Vintage 2003

LC_20_050697  photo par Leif Carlsson

Descritpion of the vintage

2003 was an extreme year, and couldn’t be more different from 2002. Winter was actually cold and the vineyard land enjoyed lots of snow until the first week of February. The weather changed middle February and the temperatures didn’t stop rising until the end of the harvest. This snow represented also the last decent amount of water that entered the soils.

Budbreak was very early. The first leaves were out early April for the gewürztraminer grape variety. This was sadly too precocious. The 11th April frost (- 4°C) did a lot of damage and explains the low yields of this grape variety. All the other grape varieties in Alsace were slightly less precocious, and this saved them from that frost. As early as April, all the growers were conscious that water would be a crucial element in 2003. Flowering started late May and was finished middle of June for the later ripening vineyards. The change of colour of the grapes started also extremely early (around 20th July). At that time, we were expecting to start harvest middle of August !

Water stress is by far more a problem in the semi-continental climate of Alsace than excessive rainfall. Between February and October (when the harvest was over), there was only occasional rainfall, often causing lots of damage, because they were almost always storms with hail. There were some serious losses in some parts of Alsace due to hail storms, mostly in the south part of the Alsace region. In all the other areas of Alsace, the vines started to feel the lack of water at the time of budbreak. In July and August, abnormal and record breaking temperatures increased the stress on the vines.

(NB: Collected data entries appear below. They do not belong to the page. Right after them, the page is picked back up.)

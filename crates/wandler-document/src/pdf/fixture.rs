// SPDX-License-Identifier: PMPL-1.0-or-later
// Copyright (c) 2026 Jonathan D.A. Jewell (hyperpolymath) <jonathan.jewell@open.ac.uk>
//
// Test fixtures — small PDFs built with `lopdf` so the editor tests need no
// files on disk. Every page carries a `/Marker` integer equal to its original
// page number, which survives copying and identifies the page afterwards.

use lopdf::content::{Content, Operation};
use lopdf::{Dictionary, Document, Object, Stream, dictionary};
use wandler_core::InputFile;

/// Page tree settings for a generated document.
#[derive(Debug, Clone, Default)]
pub(crate) struct FixtureSpec {
    pub pages: u32,
    /// `/Rotate` placed on the `/Pages` node so every page inherits it.
    pub inherited_rotate: Option<i64>,
    /// Entries for the `/Info` dictionary.
    pub info: Option<Dictionary>,
}

pub(crate) fn sample_pdf(pages: u32) -> Vec<u8> {
    build(&FixtureSpec {
        pages,
        ..FixtureSpec::default()
    })
}

pub(crate) fn sample_input(name: &str, pages: u32) -> InputFile {
    InputFile::new(name, "application/pdf", sample_pdf(pages))
}

pub(crate) fn build(spec: &FixtureSpec) -> Vec<u8> {
    let mut doc = Document::with_version("1.5");
    let pages_id = doc.new_object_id();
    let font_id = doc.add_object(dictionary! {
        "Type" => "Font",
        "Subtype" => "Type1",
        "BaseFont" => "Courier",
    });
    let resources_id = doc.add_object(dictionary! {
        "Font" => dictionary! { "F1" => font_id },
    });

    let mut kids = Vec::new();
    for number in 1..=spec.pages {
        let content = Content {
            operations: vec![
                Operation::new("BT", vec![]),
                Operation::new("Tf", vec!["F1".into(), 24.into()]),
                Operation::new("Td", vec![100.into(), 600.into()]),
                Operation::new(
                    "Tj",
                    vec![Object::string_literal(format!("Page {number}"))],
                ),
                Operation::new("ET", vec![]),
            ],
        };
        let content_id = doc.add_object(Stream::new(
            Dictionary::new(),
            content.encode().expect("fixture content encodes"),
        ));
        let page_id = doc.add_object(dictionary! {
            "Type" => "Page",
            "Parent" => pages_id,
            "Contents" => content_id,
            "Marker" => number as i64,
        });
        kids.push(Object::Reference(page_id));
    }

    let mut pages = dictionary! {
        "Type" => "Pages",
        "Kids" => kids,
        "Count" => spec.pages as i64,
        "Resources" => resources_id,
        "MediaBox" => vec![0.into(), 0.into(), 595.into(), 842.into()],
    };
    if let Some(rotate) = spec.inherited_rotate {
        pages.set("Rotate", rotate);
    }
    doc.objects.insert(pages_id, Object::Dictionary(pages));

    let catalog_id = doc.add_object(dictionary! {
        "Type" => "Catalog",
        "Pages" => pages_id,
    });
    doc.trailer.set("Root", catalog_id);
    if let Some(info) = &spec.info {
        let info_id = doc.add_object(info.clone());
        doc.trailer.set("Info", info_id);
    }

    let mut out = Vec::new();
    doc.save_to(&mut out).expect("fixture saves");
    out
}

/// `/Marker` of every page, in page order.
pub(crate) fn markers(data: &[u8]) -> Vec<i64> {
    page_values(data, b"Marker")
}

/// `/Rotate` set directly on every page, in page order (0 when absent).
pub(crate) fn rotations(data: &[u8]) -> Vec<i64> {
    page_values(data, b"Rotate")
}

fn page_values(data: &[u8], key: &[u8]) -> Vec<i64> {
    let doc = Document::load_mem(data).expect("output is a valid PDF");
    doc.get_pages()
        .into_values()
        .map(|id| {
            doc.get_dictionary(id)
                .ok()
                .and_then(|page| page.get(key).ok())
                .and_then(|value| value.as_i64().ok())
                .unwrap_or(0)
        })
        .collect()
}
// SPDX-License-Identifier: PMPL-1.0-or-later
// Copyright (c) 2026 Jonathan D.A. Jewell (hyperpolymath) <jonathan.jewell@open.ac.uk>
//
// Unified error types for Wandler.

use thiserror::Error;

/// Top-level error type for all Wandler operations.
///
/// Every variant is terminal for the file or operation that raised it; the
/// engine never retries.
#[derive(Debug, Error)]
pub enum WandlerError {
    // -- Input validation --
    #[error("invalid input: {detail}")]
    InputValidation { kind: ValidationKind, detail: String },

    #[error("at least {required} files are required, got {provided}")]
    InsufficientInput { required: usize, provided: usize },

    #[error("rotation must be 90, 180, or 270 degrees, got {0}")]
    InvalidRotation(i64),

    #[error("invalid page range: {0}")]
    InvalidPageRange(String),

    #[error("{name} is {size} bytes, which exceeds the {limit} byte limit")]
    PayloadTooLarge { name: String, size: usize, limit: usize },

    // -- Page addressing --
    #[error("page {page} is out of range (document has {total} pages)")]
    PageIndex { page: u32, total: u32 },

    // -- Binary content --
    #[error("failed to decode {name}: {detail}")]
    Decode { name: String, detail: String },

    #[error("failed to encode {format}: {detail}")]
    Encode { format: String, detail: String },

    #[error("PDF operation failed: {0}")]
    Pdf(String),

    // -- Dispatch --
    #[error("no conversion available to {format}")]
    UnsupportedFormat { format: String },

    // -- Plumbing --
    #[error("file I/O error: {0}")]
    Io(#[from] std::io::Error),

    #[error("serialization error: {0}")]
    Serialization(#[from] serde_json::Error),
}

/// Which input an `InputValidation` error rejects.
#[derive(Debug, Clone, Copy, PartialEq, Eq)]
pub enum ValidationKind {
    /// No file, or an empty one.
    MissingFile,
    /// A resize without width or height.
    MissingDimensions,
    /// Zero, or beyond the pixel limit.
    Dimensions,
    /// A page list that is not a JSON array.
    PagesJson,
    /// An empty or unusable page list.
    Pages,
    /// An overlay without text.
    MissingText,
    /// An input collides with an output.
    Output,
    Other,
}

/// Coarse error classes reported to the boundary layer.
#[derive(Debug, Clone, Copy, PartialEq, Eq)]
pub enum ErrorKind {
    /// Missing file, missing dimension, malformed page list, bad rotation,
    /// too few files, oversized payload.
    InputValidation,
    /// Source bytes could not be decoded (corrupt image or PDF).
    Decode,
    /// The target encoder rejected the parameters.
    Encode,
    /// A page index fell outside `[1, total]`.
    PageIndex,
    /// The requested target format has no conversion path.
    Unsupported,
    /// I/O or serialization trouble outside the conversion itself.
    Internal,
}

impl WandlerError {
    /// Shorthand for an `InputValidation` error.
    pub fn invalid(kind: ValidationKind, detail: impl Into<String>) -> Self {
        Self::InputValidation {
            kind,
            detail: detail.into(),
        }
    }

    /// Classify this error for the caller.
    pub fn kind(&self) -> ErrorKind {
        match self {
            Self::InputValidation { .. }
            | Self::InsufficientInput { .. }
            | Self::InvalidRotation(_)
            | Self::InvalidPageRange(_)
            | Self::PayloadTooLarge { .. } => ErrorKind::InputValidation,
            Self::PageIndex { .. } => ErrorKind::PageIndex,
            Self::Decode { .. } | Self::Pdf(_) => ErrorKind::Decode,
            Self::Encode { .. } => ErrorKind::Encode,
            Self::UnsupportedFormat { .. } => ErrorKind::Unsupported,
            Self::Io(_) | Self::Serialization(_) => ErrorKind::Internal,
        }
    }
}

/// Alias used throughout the codebase.
pub type Result<T> = std::result::Result<T, WandlerError>;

Other vintages in Alsace that enjoyed more total rainfall did in fact present more severe hydric stress symptoms (like 1994 for example). Overall, the vines did resist relatively well to the drought in 2003. Especially when the growers did adapt the farming techniques (destroying cover crops, covering the soils with mulch, hoeing the soils to preserve humidity, reducing the yields….). The fact that the drought started at budbreak must have set the vines in a water saving mode early enough, regulating the growth, keeping small sized berries… In 2003, we are much more concerned by the damage of heat and extreme temperatures (over 35°C) on aromatic varietals than the effect of drought.

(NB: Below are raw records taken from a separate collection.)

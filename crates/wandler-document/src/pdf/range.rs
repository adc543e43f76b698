// SPDX-License-Identifier: PMPL-1.0-or-later
// Copyright (c) 2026 Jonathan D.A. Jewell (hyperpolymath) <jonathan.jewell@open.ac.uk>
//
// Page-range grammar: comma-separated `N` or `A-B` tokens.

use std::collections::BTreeSet;

use wandler_core::error::{Result, WandlerError};

/// Parse a range string such as `1-5,7,9-12` against a document of `total`
/// pages.
///
/// A dash range runs from `A` to `min(B, total)`; every page is then
/// restricted to `[1, total]`, so out-of-range pages are dropped rather than
/// rejected. The result is ascending and free of duplicates. Blank tokens are
/// skipped; a token that is not a number or a dash range is an error.
pub fn parse_page_range(spec: &str, total: u32) -> Result<Vec<u32>> {
    let mut pages = BTreeSet::new();

    for token in spec.split(',').map(str::trim).filter(|t| !t.is_empty()) {
        match token.split_once('-') {
            Some((start, end)) => {
                let start = parse_bound(start, token)?;
                let end = parse_bound(end, token)?.min(total);
                pages.extend((start.max(1)..=end).filter(|&p| p <= total));
            }
            None => {
                let page = parse_bound(token, token)?;
                if (1..=total).contains(&page) {
                    pages.insert(page);
                }
            }
        }
    }

    Ok(pages.into_iter().collect())
}

fn parse_bound(value: &str, token: &str) -> Result<u32> {
    value
        .trim()
        .parse::<u32>()
        .map_err(|_| WandlerError::InvalidPageRange(format!("'{token}' is not a page or range")))
}

/// Derive the output name fragment for a range: `1-3,5` → `1_3_5`.
pub fn range_slug(spec: &str) -> String {
    spec.replace(['-', ','], "_")
}
// SPDX-License-Identifier: PMPL-1.0-or-later
// Copyright (c) 2026 Jonathan D.A. Jewell (hyperpolymath) <jonathan.jewell@open.ac.uk>
//
// PDF module — page arena, page assembly, range grammar, overlays, metadata,
// and the editor operations built on top of them.

pub mod assemble;
pub mod document;
pub mod editor;
pub mod metadata;
pub mod overlay;
pub mod range;

#[cfg(test)]
pub(crate) mod fixture;
// SPDX-License-Identifier: PMPL-1.0-or-later
// Copyright (c) 2026 Jonathan D.A. Jewell (hyperpolymath) <jonathan.jewell@open.ac.uk>
//
// PDF editor — merge, split, reorder, extract, delete, rotate, overlay,
// compress, and inspect PDF documents.
//
// Every operation loads its own `PdfDocument` from the caller's bytes, applies
// one change, serialises, and drops the document again. Page numbers are
// validated against the loaded document before anything is copied or mutated.

use std::collections::BTreeSet;

use lopdf::SaveOptions;
use serde::Serialize;
use tracing::{debug, info, instrument};
use wandler_core::error::{Result, ValidationKind, WandlerError};
use wandler_core::types::validate_pages;
use wandler_core::{InputFile, PageSelection, Rotation};

use super::assemble::PageAssembler;
use super::document::PdfDocument;
use super::metadata::PdfMetadata;
use super::overlay::{self, ImageOverlay, TextOverlay};
use super::range::{parse_page_range, range_slug};

/// Which editor operation produced an output.
#[derive(Debug, Clone, Copy, PartialEq, Eq, Serialize)]
#[serde(rename_all = "kebab-case")]
pub enum PdfOperation {
    Merge,
    Split,
    Reorder,
    Extract,
    Rotate,
    Turn,
    Delete,
    TextOverlay,
    ImageOverlay,
    Compress,
}

impl PdfOperation {
    pub const ALL: [PdfOperation; 10] = [
        Self::Merge,
        Self::Split,
        Self::Reorder,
        Self::Extract,
        Self::Rotate,
        Self::Turn,
        Self::Delete,
        Self::TextOverlay,
        Self::ImageOverlay,
        Self::Compress,
    ];

    pub fn as_str(self) -> &'static str {
        match self {
            Self::Merge => "merge",
            Self::Split => "split",
            Self::Reorder => "reorder",
            Self::Extract => "extract",
            Self::Rotate => "rotate",
            Self::Turn => "turn",
            Self::Delete => "delete",
            Self::TextOverlay => "text-overlay",
            Self::ImageOverlay => "image-overlay",
            Self::Compress => "compress",
        }
    }
}

/// One produced document.
#[derive(Debug, Clone, PartialEq, Eq, Serialize)]
#[serde(rename_all = "camelCase")]
pub struct PdfOutput {
    #[serde(skip)]
    pub data: Vec<u8>,
    pub filename: String,
    pub original_size: usize,
    pub processed_size: usize,
    pub operation: PdfOperation,
}

impl PdfOutput {
    fn new(operation: PdfOperation, filename: String, original_size: usize, data: Vec<u8>) -> Self {
        info!(
            operation = operation.as_str(),
            filename = %filename,
            original_size,
            processed_size = data.len(),
            "PDF operation complete"
        );
        Self {
            processed_size: data.len(),
            filename,
            original_size,
            operation,
            data,
        }
    }
}

/// How `split` divides a document.
#[derive(Debug, Clone, PartialEq, Eq)]
pub enum SplitMode {
    /// One output per page.
    Pages,
    /// One output per range string, e.g. `["1-3", "4,6"]`.
    Ranges(Vec<String>),
}

/// Stateless front for the PDF operations.
#[derive(Debug, Clone, Copy, Default)]
pub struct PdfEditor;

impl PdfEditor {
    pub fn new() -> Self {
        Self
    }

    // -- Page assembly --------------------------------------------------------

    /// Concatenate every page of every input, in input order.
    #[instrument(skip_all, fields(documents = inputs.len()))]
    pub fn merge(&self, inputs: &[InputFile]) -> Result<PdfOutput> {
        if inputs.len() < 2 {
            return Err(WandlerError::InsufficientInput {
                required: 2,
                provided: inputs.len(),
            });
        }

        let docs = inputs
            .iter()
            .map(PdfDocument::load)
            .collect::<Result<Vec<_>>>()?;

        let mut assembler = PageAssembler::new();
        for doc in &docs {
            assembler.append_all(doc)?;
        }

        let original_size = inputs.iter().map(InputFile::len).sum();
        Ok(PdfOutput::new(
            PdfOperation::Merge,
            "merged.pdf".into(),
            original_size,
            assembler.finish()?,
        ))
    }

    /// Split into one document per page, or one per range string.
    #[instrument(skip_all, fields(name = input.name(), bytes_len = input.len()))]
    pub fn split(&self, input: &InputFile, mode: &SplitMode) -> Result<Vec<PdfOutput>> {
        let doc = PdfDocument::load(input)?;
        let total = doc.page_count();

        let plan: Vec<(String, Vec<u32>)> = match mode {
            SplitMode::Pages => {
                if total == 0 {
                    return Err(WandlerError::invalid(
                        ValidationKind::Pages,
                        "document has no pages to split",
                    ));
                }
                (1..=total)
                    .map(|page| (format!("page_{page}.pdf"), vec![page]))
                    .collect()
            }
            SplitMode::Ranges(ranges) => {
                if ranges.is_empty() {
                    return Err(WandlerError::invalid(
                        ValidationKind::Pages,
                        "at least one page range is required",
                    ));
                }
                ranges
                    .iter()
                    .map(|range| {
                        let pages = parse_page_range(range, total)?;
                        if pages.is_empty() {
                            return Err(WandlerError::invalid(
                                ValidationKind::Pages,
                                format!("page range '{range}' selects no pages of {total}"),
                            ));
                        }
                        Ok((format!("pages_{}.pdf", range_slug(range)), pages))
                    })
                    .collect::<Result<_>>()?
            }
        };

        debug!(outputs = plan.len(), total, "Split planned");

        plan.into_iter()
            .map(|(filename, pages)| {
                let mut assembler = PageAssembler::new();
                assembler.append_pages(&doc, &pages)?;
                Ok(PdfOutput::new(
                    PdfOperation::Split,
                    filename,
                    input.len(),
                    assembler.finish()?,
                ))
            })
            .collect()
    }

    /// Remap pages: output page `i` is input page `order[i]`. Repeats and
    /// omissions are allowed.
    #[instrument(skip_all, fields(name = input.name(), pages = order.len()))]
    pub fn reorder(&self, input: &InputFile, order: &[u32]) -> Result<PdfOutput> {
        let data = self.assemble(input, order, "page order")?;
        Ok(PdfOutput::new(
            PdfOperation::Reorder,
            format!("reordered_{}", input.name()),
            input.len(),
            data,
        ))
    }

    /// Copy the listed pages, in the listed order, into a new document.
    #[instrument(skip_all, fields(name = input.name(), pages = pages.len()))]
    pub fn extract(&self, input: &InputFile, pages: &[u32]) -> Result<PdfOutput> {
        let data = self.assemble(input, pages, "pages")?;
        let joined = pages
            .iter()
            .map(u32::to_string)
            .collect::<Vec<_>>()
            .join("_");
        Ok(PdfOutput::new(
            PdfOperation::Extract,
            format!("extracted_pages_{joined}_{}", input.name()),
            input.len(),
            data,
        ))
    }

    /// Keep every page not listed, in ascending order.
    #[instrument(skip_all, fields(name = input.name(), pages = pages.len()))]
    pub fn delete(&self, input: &InputFile, pages: &[u32]) -> Result<PdfOutput> {
        let doc = PdfDocument::load(input)?;
        let total = doc.page_count();
        validate_pages(pages, total)?;

        let doomed: BTreeSet<u32> = pages.iter().copied().collect();
        let survivors: Vec<u32> = (1..=total).filter(|page| !doomed.contains(page)).collect();
        if survivors.is_empty() {
            return Err(WandlerError::invalid(
                ValidationKind::Pages,
                "cannot delete every page of the document",
            ));
        }
        debug!(deleted = doomed.len(), kept = survivors.len(), "Pages filtered");

        let mut assembler = PageAssembler::new();
        assembler.append_pages(&doc, &survivors)?;
        Ok(PdfOutput::new(
            PdfOperation::Delete,
            format!("filtered_{}", input.name()),
            input.len(),
            assembler.finish()?,
        ))
    }

    // -- Page attributes ------------------------------------------------------

    /// Set the absolute rotation of the selected pages. Other pages keep
    /// whatever rotation they had.
    #[instrument(skip_all, fields(name = input.name(), degrees = degrees))]
    pub fn rotate(
        &self,
        input: &InputFile,
        pages: &PageSelection,
        degrees: i64,
    ) -> Result<PdfOutput> {
        let rotation = Rotation::from_requested(degrees)?;
        let mut doc = PdfDocument::load(input)?;
        for page in pages.resolve(doc.page_count())? {
            doc.set_rotation(page, rotation)?;
        }
        Ok(PdfOutput::new(
            PdfOperation::Rotate,
            format!("rotated_{}", input.name()),
            input.len(),
            doc.into_bytes()?,
        ))
    }

    /// Add `degrees` to the current rotation of the selected pages, modulo a
    /// full turn.
    #[instrument(skip_all, fields(name = input.name(), degrees = degrees))]
    pub fn turn(&self, input: &InputFile, pages: &PageSelection, degrees: i64) -> Result<PdfOutput> {
        let by = Rotation::from_requested(degrees)?;
        let mut doc = PdfDocument::load(input)?;
        for page in pages.resolve(doc.page_count())? {
            let turned = doc.rotation(page)?.turned(by);
            doc.set_rotation(page, turned)?;
        }
        Ok(PdfOutput::new(
            PdfOperation::Turn,
            format!("rotated_{}", input.name()),
            input.len(),
            doc.into_bytes()?,
        ))
    }

    // -- Overlays -------------------------------------------------------------

    #[instrument(skip_all, fields(name = input.name(), text_len = overlay.text.len()))]
    pub fn add_text_overlay(&self, input: &InputFile, overlay: &TextOverlay) -> Result<PdfOutput> {
        let mut doc = PdfDocument::load(input)?;
        overlay::apply_text(&mut doc, overlay)?;
        Ok(PdfOutput::new(
            PdfOperation::TextOverlay,
            format!("text_overlay_{}", input.name()),
            input.len(),
            doc.into_bytes()?,
        ))
    }

    #[instrument(skip_all, fields(name = input.name(), image_len = overlay.image.len()))]
    pub fn add_image_overlay(
        &self,
        input: &InputFile,
        overlay: &ImageOverlay,
    ) -> Result<PdfOutput> {
        let mut doc = PdfDocument::load(input)?;
        overlay::apply_image(&mut doc, overlay)?;
        doc.document_mut().compress();
        Ok(PdfOutput::new(
            PdfOperation::ImageOverlay,
            format!("image_overlay_{}", input.name()),
            input.len(),
            doc.into_bytes()?,
        ))
    }

    // -- Whole-document -------------------------------------------------------

    /// Structural compression: drop unreachable and empty objects, renumber,
    /// deflate uncompressed streams, and pack the remaining dictionaries into
    /// object streams behind a cross-reference stream. Embedded images are
    /// not resampled.
    #[instrument(skip_all, fields(name = input.name(), bytes_len = input.len()))]
    pub fn compress(&self, input: &InputFile) -> Result<PdfOutput> {
        let mut doc = PdfDocument::load(input)?;
        let document = doc.document_mut();
        let pruned = document.prune_objects();
        let emptied = document.delete_zero_length_streams();
        document.renumber_objects();
        document.compress();
        debug!(pruned = pruned.len(), emptied = emptied.len(), "Objects compacted");

        let options = SaveOptions::builder()
            .use_object_streams(true)
            .use_xref_streams(true)
            .compression_level(6)
            .build();

        Ok(PdfOutput::new(
            PdfOperation::Compress,
            format!("compressed_{}", input.name()),
            input.len(),
            doc.into_bytes_with(options)?,
        ))
    }

    #[instrument(skip_all, fields(name = input.name(), bytes_len = input.len()))]
    pub fn metadata(&self, input: &InputFile) -> Result<PdfMetadata> {
        let doc = PdfDocument::load(input)?;
        Ok(PdfMetadata::read(&doc))
    }

    // -- Helpers --------------------------------------------------------------

    fn assemble(&self, input: &InputFile, pages: &[u32], what: &str) -> Result<Vec<u8>> {
        if pages.is_empty() {
            return Err(WandlerError::invalid(
                ValidationKind::Pages,
                format!("{what} must be a non-empty array"),
            ));
        }
        let doc = PdfDocument::load(input)?;
        let mut assembler = PageAssembler::new();
        assembler.append_pages(&doc, pages)?;
        assembler.finish()
    }
}

// -- Validation helpers -----------------------------------------------------------

/// The input declares itself a PDF by MIME type or file name.
pub fn is_pdf(input: &InputFile) -> bool {
    input.mime_type() == "application/pdf" || input.name().to_ascii_lowercase().ends_with(".pdf")
}

/// The bytes parse as a PDF.
pub fn validate_pdf(data: &[u8]) -> bool {
    lopdf::Document::load_mem(data).is_ok()
}

/// Operation names accepted by front ends.
pub fn supported_operations() -> Vec<&'static str> {
    PdfOperation::ALL.iter().map(|op| op.as_str()).collect()
}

The lack of water did in fact slow down the ripening process in August. The harvest started middle August for sparkling wines (crémants d’Alsace) and 1st September for the AOC Alsace. A lot of vineyards were harvested before September, especially Pinot-Noirs or Pinot-Gris, unfortunately, even if the grapes had very high sugar levels, they were not yet physiologically ripe. The sugar levels increased very slowly in September, so it was possible to wait until the middle of September to start picking the grapes. Acidities were very low already end of August and didn’t change afterwards (it sometimes actually increased very slightly). Acidification was exceptionally (I hope) allowed in 2003 (2.5g/l tartaric acid maximum) and chaptalization was reduced from +2.5% alc to +1% alcohol.

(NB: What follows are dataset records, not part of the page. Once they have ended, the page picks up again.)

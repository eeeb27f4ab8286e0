use std::sync::Arc;

use stem_buddy_backend::{
    config::Config,
    routes,
    services::gemini::GeminiClient,
    state::AppState,
};
use tower_http::cors::CorsLayer;
use tracing_subscriber::EnvFilter;

#[tokio::main]
async fn main() -> anyhow::Result<()> {
    dotenvy::dotenv().ok();

    tracing_subscriber::fmt()
        .with_target(false)
        .with_env_filter(
            EnvFilter::try_from_default_env().unwrap_or_else(|_| EnvFilter::new("info")),
        )
        .compact()
        .init();

    // Refuse to start without a credential; nothing is bound yet.
    let config = match Config::from_env() {
        Ok(config) => config,
        Err(err) => {
            eprintln!("Error: {err}");
            std::process::exit(1);
        }
    };

    let gemini = GeminiClient::new(&config)?;
    tracing::info!(model = gemini.model(), "Gemini client ready");

    let state = Arc::new(AppState::new(Arc::new(gemini)));

    let app = routes::create_router()
        .with_state(state)
        .layer(CorsLayer::very_permissive());

    let listener = tokio::net::TcpListener::bind(("0.0.0.0", config.port)).await?;

    tracing::info!("🚀 STEM Buddy backend running at http://localhost:{}", config.port);
    axum::serve(listener, app)
        .with_graceful_shutdown(shutdown_signal())
        .await?;

    Ok(())
}

async fn shutdown_signal() {
    if let Err(err) = tokio::signal::ctrl_c().await {
        tracing::warn!(error = %err, "failed to listen for ctrl-c");
        std::future::pending::<()>().await;
    }
    tracing::info!("shutting down");
}
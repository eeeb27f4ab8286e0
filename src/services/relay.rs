// src/services/relay.rs
use super::model::TextModel;
use super::prompt::build_prompt;
use crate::error::AppError;

/// Validate the message, wrap it in the persona prompt and ask the model.
///
/// The model is never called for an absent or empty message. Any other
/// message, whitespace included, is relayed as sent. Any model failure
/// collapses into `AppError::ModelUnavailable`.
pub async fn handle(model: &dyn TextModel, message: Option<&str>) -> Result<String, AppError> {
    let message = match message {
        Some(m) if !m.is_empty() => m,
        _ => return Err(AppError::InvalidInput),
    };

    let prompt = build_prompt(message);
    let reply = model.generate(&prompt).await?;
    Ok(reply)
}
// src/error.rs
use axum::{
    Json,
    extract::rejection::JsonRejection,
    http::StatusCode,
    response::{IntoResponse, Response},
};
use serde::Serialize;
use thiserror::Error;

use crate::services::model::ModelError;

pub const INVALID_INPUT_MESSAGE: &str = "Mensagem do utilizador é obrigatória.";
pub const MODEL_UNAVAILABLE_MESSAGE: &str =
    "Ocorreu um erro ao processar a sua mensagem. Por favor, tente novamente.";

#[derive(Debug, Error)]
pub enum AppError {
    #[error("user message is required")]
    InvalidInput,

    #[error("model unavailable: {0}")]
    ModelUnavailable(#[from] ModelError),

    /// The body could not be read at all, e.g. it exceeds the size limit.
    #[error("request body rejected: {0}")]
    BodyRejected(JsonRejection),
}

#[derive(Serialize)]
struct ErrorResponse {
    error: &'static str,
}

impl IntoResponse for AppError {
    fn into_response(self) -> Response {
        let (status, message) = match self {
            AppError::InvalidInput => {
                tracing::debug!("rejected chat request without a message");
                (StatusCode::BAD_REQUEST, INVALID_INPUT_MESSAGE)
            }
            // The cause stays server-side.
            AppError::ModelUnavailable(cause) => {
                tracing::error!(error = %cause, "error communicating with the Gemini API");
                (StatusCode::INTERNAL_SERVER_ERROR, MODEL_UNAVAILABLE_MESSAGE)
            }
            AppError::BodyRejected(rejection) => {
                tracing::debug!(%rejection, "chat body could not be read");
                return rejection.into_response();
            }
        };
        (status, Json(ErrorResponse { error: message })).into_response()
    }
}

On our Domaine, we harvested our Muscats early September, the rest of the harvest was done between the 15th and 30th September. The early start is in fact less exceptional than the early finish. All the grapes were picked in absolutely perfect health condition. Early October the rains started again, but the soils were still very dry until middle of January 2004.

At the exception of a few young vines in Riesling, the sugar concentration was normal to good. We tried to avoid over ripeness in order to help the wines ferment as dry as possible. The high temperatures at harvest time and the lack of rain certainly favoured fast fermentations, which was actually very good in this vintage, most wines having medium to low acidity and higher pH. Most 2003 show relatively high finished alcohol, at the exception of the Rieslings, and quite astonishing tannin levels (small grapes and healthy skins) that should give some extra ageing potential. The great vineyards do show complexity and character. No wine was either chaptalized or acidified in 2003 and we harvested an average of 29hl/ha.